[Stored data]
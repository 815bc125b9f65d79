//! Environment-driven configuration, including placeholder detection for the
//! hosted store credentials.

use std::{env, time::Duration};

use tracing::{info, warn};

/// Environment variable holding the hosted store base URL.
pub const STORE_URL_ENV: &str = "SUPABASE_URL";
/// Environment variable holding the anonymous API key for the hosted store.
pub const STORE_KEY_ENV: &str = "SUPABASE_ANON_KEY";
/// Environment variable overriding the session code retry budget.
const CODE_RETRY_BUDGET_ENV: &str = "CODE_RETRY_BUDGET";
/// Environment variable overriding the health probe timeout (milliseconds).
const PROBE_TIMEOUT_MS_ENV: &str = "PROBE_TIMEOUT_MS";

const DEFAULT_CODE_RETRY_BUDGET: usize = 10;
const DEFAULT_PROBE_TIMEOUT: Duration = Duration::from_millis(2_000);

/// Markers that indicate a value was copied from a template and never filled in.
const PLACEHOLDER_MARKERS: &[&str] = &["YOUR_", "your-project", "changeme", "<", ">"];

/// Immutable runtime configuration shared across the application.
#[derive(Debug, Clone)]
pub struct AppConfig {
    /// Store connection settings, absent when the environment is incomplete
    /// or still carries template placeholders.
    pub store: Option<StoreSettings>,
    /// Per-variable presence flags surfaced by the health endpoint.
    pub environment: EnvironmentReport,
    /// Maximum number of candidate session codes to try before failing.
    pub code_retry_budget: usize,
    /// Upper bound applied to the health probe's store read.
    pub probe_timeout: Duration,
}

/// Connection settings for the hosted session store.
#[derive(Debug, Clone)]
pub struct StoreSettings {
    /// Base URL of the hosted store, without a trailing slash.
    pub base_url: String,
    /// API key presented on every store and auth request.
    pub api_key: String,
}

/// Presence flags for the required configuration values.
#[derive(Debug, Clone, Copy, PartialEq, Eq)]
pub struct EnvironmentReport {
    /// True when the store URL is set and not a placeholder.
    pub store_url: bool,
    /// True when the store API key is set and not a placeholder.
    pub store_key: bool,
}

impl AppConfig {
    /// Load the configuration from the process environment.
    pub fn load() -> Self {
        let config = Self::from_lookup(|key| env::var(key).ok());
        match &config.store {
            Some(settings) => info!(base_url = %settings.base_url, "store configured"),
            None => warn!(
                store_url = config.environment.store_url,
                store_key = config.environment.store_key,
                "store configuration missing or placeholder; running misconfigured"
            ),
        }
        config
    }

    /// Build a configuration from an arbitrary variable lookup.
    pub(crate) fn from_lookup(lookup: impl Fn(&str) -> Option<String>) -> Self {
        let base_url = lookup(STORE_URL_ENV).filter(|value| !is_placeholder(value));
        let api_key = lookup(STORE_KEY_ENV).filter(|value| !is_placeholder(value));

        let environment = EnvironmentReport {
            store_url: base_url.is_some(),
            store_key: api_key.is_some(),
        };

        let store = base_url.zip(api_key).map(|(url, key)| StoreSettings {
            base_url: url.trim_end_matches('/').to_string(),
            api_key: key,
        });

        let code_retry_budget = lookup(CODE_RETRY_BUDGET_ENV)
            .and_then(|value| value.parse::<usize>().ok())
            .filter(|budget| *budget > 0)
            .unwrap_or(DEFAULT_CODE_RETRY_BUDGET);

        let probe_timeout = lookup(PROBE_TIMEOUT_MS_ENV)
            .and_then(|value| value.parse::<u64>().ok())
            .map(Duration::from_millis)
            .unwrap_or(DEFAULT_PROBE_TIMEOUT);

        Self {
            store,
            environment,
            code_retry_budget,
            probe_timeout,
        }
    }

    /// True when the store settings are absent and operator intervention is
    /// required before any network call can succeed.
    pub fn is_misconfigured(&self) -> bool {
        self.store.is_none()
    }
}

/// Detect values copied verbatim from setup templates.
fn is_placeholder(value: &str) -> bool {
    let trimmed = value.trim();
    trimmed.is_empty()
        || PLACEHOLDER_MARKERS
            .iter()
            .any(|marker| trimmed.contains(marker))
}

REQUIRED ACTION:
Word for word, return the lines from the one holding "pub fn is_misconfigured(&self)" through the end of the entries above.

SOLUTION:
    pub fn is_misconfigured(&self) -> bool {
        self.store.is_none()
    }
}

/// Detect values copied verbatim from setup templates.
fn is_placeholder(value: &str) -> bool {
    let trimmed = value.trim();
    trimmed.is_empty()
        || PLACEHOLDER_MARKERS
            .iter()
            .any(|marker| trimmed.contains(marker))
}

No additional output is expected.